- _ABOUT THIS TASK_:
Please repeat the records below exactly, from the first line through the line containing "let transport = Arc::new(MqttTransport::new(settings));", and nothing more.

*** RECORDS ***

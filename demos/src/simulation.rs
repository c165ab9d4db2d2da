//! Simulated clients and chain activity around a running broker.

use std::sync::atomic::{AtomicUsize, Ordering};
use std::sync::Arc;
use std::time::Duration;

use anyhow::{Context, Result};
use bytes::Bytes;
use config_loader::{ConfigFormat, ConfigLoader};
use contracts::{
    ArgValue, BrokerConfig, BrokerPayload, DatabaseId, DatabaseRegistry, InboundMessage,
    MessageCallback, QoS, Statement, Transport,
};
use mock_backend::{MemoryDatabase, MemoryRegistry, MockTransport};
use mqtt_transport::{MqttSettings, MqttTransport};
use tokio::task::JoinHandle;
use tokio_util::sync::CancellationToken;
use tracing::{debug, info, warn};

/// Configuration used when no file is given
pub fn default_config(user: &str) -> Result<BrokerConfig> {
    let content = format!(
        r#"
[transport]
addr = "tcp://127.0.0.1:1883"
user = "{user}"
"#
    );
    ConfigLoader::load_from_str(&content, ConfigFormat::Toml)
        .context("Built-in configuration rejected")
}

/// Broker output observed on the MQTT link
#[derive(Debug, Default)]
pub struct SeenCounts {
    newest: AtomicUsize,
    replay: AtomicUsize,
}

/// How simulated clients reach the broker
#[derive(Clone)]
pub enum ClientLink {
    /// The broker's own in-memory transport
    Mock(Arc<MockTransport>),
    /// A second MQTT connection to the same server
    Mqtt {
        transport: Arc<MqttTransport>,
        seen: Arc<SeenCounts>,
    },
}

impl ClientLink {
    /// Connect as `<client id>-sim` and watch everything this node publishes
    pub async fn mqtt(config: &BrokerConfig) -> Result<Self> {
        let mut settings = MqttSettings::from_config(&config.transport)?;
        settings.client_id = format!("{}-sim", config.transport.effective_client_id());
        let transport = Arc::new(MqttTransport::new(settings));
        transport
            .connect()
            .await
            .context("Simulated clients failed to connect")?;

        let seen = Arc::new(SeenCounts::default());
        let counts = Arc::clone(&seen);
        let callback: MessageCallback = Arc::new(move |message: InboundMessage| {
            if message.topic.ends_with("/newest") {
                counts.newest.fetch_add(1, Ordering::Relaxed);
            } else if message.topic.contains("/replay/") {
                counts.replay.fetch_add(1, Ordering::Relaxed);
            }
        });
        let filter = format!("{}/#", config.topics.publish_root(&config.node_id()));
        transport
            .subscribe(&filter, QoS::AtLeastOnce, callback)
            .await
            .with_context(|| format!("Failed to watch {filter}"))?;

        Ok(Self::Mqtt { transport, seen })
    }

    /// Send one client request, returning how many subscribers it reached when known
    pub async fn send(&self, topic: &str, body: Vec<u8>) -> Result<usize> {
        match self {
            Self::Mock(transport) => Ok(transport.deliver(topic, body)),
            Self::Mqtt { transport, .. } => {
                transport
                    .publish(topic, QoS::AtLeastOnce, false, Bytes::from(body))
                    .await?;
                Ok(1)
            }
        }
    }

    /// Count broker publishes by topic kind
    pub fn publish_summary(&self) -> PublishSummary {
        match self {
            Self::Mock(transport) => {
                let published = transport.published();
                PublishSummary {
                    newest: published.iter().filter(|m| m.topic.ends_with("/newest")).count(),
                    replay: published.iter().filter(|m| m.topic.contains("/replay/")).count(),
                    attempts: transport.publish_attempts(),
                }
            }
            Self::Mqtt { seen, .. } => {
                let newest = seen.newest.load(Ordering::Relaxed);
                let replay = seen.replay.load(Ordering::Relaxed);
                PublishSummary {
                    newest,
                    replay,
                    attempts: newest + replay,
                }
            }
        }
    }

    pub async fn close(&self, quiesce: Duration) {
        if let Self::Mqtt { transport, .. } = self {
            transport.disconnect(quiesce).await;
        }
    }
}

/// In-memory chain shared by the broker and the simulated clients
pub struct Simulation {
    pub registry: Arc<MemoryRegistry>,
    pub client: ClientLink,
    pub databases: Vec<DatabaseId>,
    listen_root: String,
}

impl Simulation {
    pub fn new(database_count: usize, listen_root: String, client: ClientLink) -> Self {
        let registry = Arc::new(MemoryRegistry::new());
        let databases = (0..database_count)
            .map(|n| {
                let id = DatabaseId::from(format!("db{n}"));
                registry.insert(MemoryDatabase::new(id.clone()));
                id
            })
            .collect();

        Self {
            registry,
            client,
            databases,
            listen_root,
        }
    }

    /// One task per client, writing round-robin across databases
    ///
    /// Each task returns the number of writes it delivered.
    pub fn spawn_writers(
        &self,
        clients: usize,
        writes_per_sec: u32,
        shutdown: CancellationToken,
    ) -> Vec<JoinHandle<Result<u64>>> {
        let period = Duration::from_secs(1) / writes_per_sec.max(1);

        (0..clients)
            .map(|n| {
                let link = self.client.clone();
                let databases = self.databases.clone();
                let root = self.listen_root.clone();
                let shutdown = shutdown.clone();

                tokio::spawn(async move {
                    let client = format!("client{n}");
                    if databases.is_empty() {
                        return anyhow::Ok(0);
                    }
                    let mut ticker = tokio::time::interval(period);
                    let mut seq: u64 = 0;

                    loop {
                        tokio::select! {
                            _ = shutdown.cancelled() => break,
                            _ = ticker.tick() => {
                                let database = &databases[seq as usize % databases.len()];
                                let payload = BrokerPayload {
                                    client_sequence: seq,
                                    events: vec![Statement::new("INSERT INTO events (seq) VALUES (?)")
                                        .with_arg("", ArgValue::Integer(seq as i64))],
                                    ..Default::default()
                                };
                                let topic = format!("{root}{client}/{database}/write");
                                if let Err(e) = link.send(&topic, payload.encode()?).await {
                                    warn!(client = %client, error = %e, "Write not sent");
                                    continue;
                                }
                                seq += 1;
                            }
                        }
                    }

                    debug!(client = %client, writes = seq, "Writer stopped");
                    anyhow::Ok(seq)
                })
            })
            .collect()
    }

    /// Seal pending writes into blocks every `interval`
    ///
    /// Returns the number of blocks sealed.
    pub fn spawn_sealer(&self, interval: Duration, shutdown: CancellationToken) -> JoinHandle<u64> {
        let registry = Arc::clone(&self.registry);
        let databases = self.databases.clone();

        tokio::spawn(async move {
            let mut ticker = tokio::time::interval(interval);
            let mut sealed: u64 = 0;

            loop {
                tokio::select! {
                    _ = shutdown.cancelled() => break,
                    _ = ticker.tick() => {
                        for id in &databases {
                            let Some(db) = registry.lookup(id) else {
                                continue;
                            };
                            if let Some(block) = db.seal_block() {
                                debug!(database_id = %id, block, "Block sealed");
                                sealed += 1;
                            }
                        }
                    }
                }
            }
            sealed
        })
    }

    /// Ask the broker to replay every block of `database` to `client`
    pub async fn request_replay(&self, client: &str, database: &DatabaseId) -> Result<usize> {
        let Some(db) = self.registry.lookup(database) else {
            anyhow::bail!("Unknown database: {database}");
        };
        let blocks = db.block_count() as i32;
        if blocks == 0 {
            info!(database_id = %database, "Nothing committed yet, replay skipped");
            return Ok(0);
        }

        let payload = BrokerPayload {
            block_start: 0,
            index_start: 0,
            block_end: blocks - 1,
            index_end: i64::MAX,
            ..Default::default()
        };
        let topic = format!("{}{client}/{database}/replay", self.listen_root);
        self.client.send(&topic, payload.encode()?).await
    }
}

/// Publish counts at the end of a run
#[derive(Debug, Clone, Copy, Default)]
pub struct PublishSummary {
    pub newest: usize,
    pub replay: usize,
    pub attempts: usize,
}
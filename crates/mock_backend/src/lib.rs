//! # Mock Backend
//!
//! In-memory collaborators for running the broker without a chain or a
//! pub/sub server.
//!
//! Responsibilities:
//! - `MemoryDatabase`: synthetic chain with positional block fetch
//! - `MemoryRegistry`: ordered database registry
//! - `MockTransport`: records publishes, delivers injected inbound messages
//!
//! All three support failure injection for testing error paths.

pub mod chain;
pub mod registry;
pub mod transport;

pub use chain::{synthetic_block, MemoryDatabase, MemoryDatabaseConfig};
pub use registry::MemoryRegistry;
pub use transport::{MockTransport, MockTransportConfig, PublishedMessage};
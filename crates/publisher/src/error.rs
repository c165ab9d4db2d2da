//! Publisher error types

use contracts::{ContractError, Intent};
use thiserror::Error;

/// Errors from a single publish
#[derive(Debug, Error)]
pub enum PublishError {
    /// Only `newest` and `replay` are ever published outward
    #[error("invalid miner push intent '{intent}'")]
    UnsupportedIntent { intent: Intent },

    /// Replay topics are addressed to a requesting client
    #[error("replay publish requires a requesting client")]
    MissingRequester,

    /// Payload serialization failed
    #[error("encode error: {0}")]
    Encode(#[source] ContractError),

    /// Transport did not acknowledge the publish
    #[error("publish to '{topic}' failed: {source}")]
    Transport {
        topic: String,
        #[source]
        source: ContractError,
    },
}

/// Errors from publishing one database during a newest tick
#[derive(Debug, Error)]
pub enum TickError {
    /// Most recent block could not be read
    #[error("fetch newest block failed: {0}")]
    ChainRead(#[source] ContractError),

    /// A publish failed; transactions after it were not sent
    #[error("publish failed after {published} transactions: {source}")]
    Publish {
        published: usize,
        #[source]
        source: PublishError,
    },
}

***

- _ANSWER FOR THE TASK_:
filename demos/src/simulation.rs
repository c165ab9d4db2d2da
//! Simulated clients and chain activity around a running broker.

use std::sync::atomic::{AtomicUsize, Ordering};
use std::sync::Arc;
use std::time::Duration;

use anyhow::{Context, Result};
use bytes::Bytes;
use config_loader::{ConfigFormat, ConfigLoader};
use contracts::{
    ArgValue, BrokerConfig, BrokerPayload, DatabaseId, DatabaseRegistry, InboundMessage,
    MessageCallback, QoS, Statement, Transport,
};
use mock_backend::{MemoryDatabase, MemoryRegistry, MockTransport};
use mqtt_transport::{MqttSettings, MqttTransport};
use tokio::task::JoinHandle;
use tokio_util::sync::CancellationToken;
use tracing::{debug, info, warn};

/// Configuration used when no file is given
pub fn default_config(user: &str) -> Result<BrokerConfig> {
    let content = format!(
        r#"
[transport]
addr = "tcp://127.0.0.1:1883"
user = "{user}"
"#
    );
    ConfigLoader::load_from_str(&content, ConfigFormat::Toml)
        .context("Built-in configuration rejected")
}

/// Broker output observed on the MQTT link
#[derive(Debug, Default)]
pub struct SeenCounts {
    newest: AtomicUsize,
    replay: AtomicUsize,
}

/// How simulated clients reach the broker
#[derive(Clone)]
pub enum ClientLink {
    /// The broker's own in-memory transport
    Mock(Arc<MockTransport>),
    /// A second MQTT connection to the same server
    Mqtt {
        transport: Arc<MqttTransport>,
        seen: Arc<SeenCounts>,
    },
}

impl ClientLink {
    /// Connect as `<client id>-sim` and watch everything this node publishes
    pub async fn mqtt(config: &BrokerConfig) -> Result<Self> {
        let mut settings = MqttSettings::from_config(&config.transport)?;
        settings.client_id = format!("{}-sim", config.transport.effective_client_id());
        let transport = Arc::new(MqttTransport::new(settings));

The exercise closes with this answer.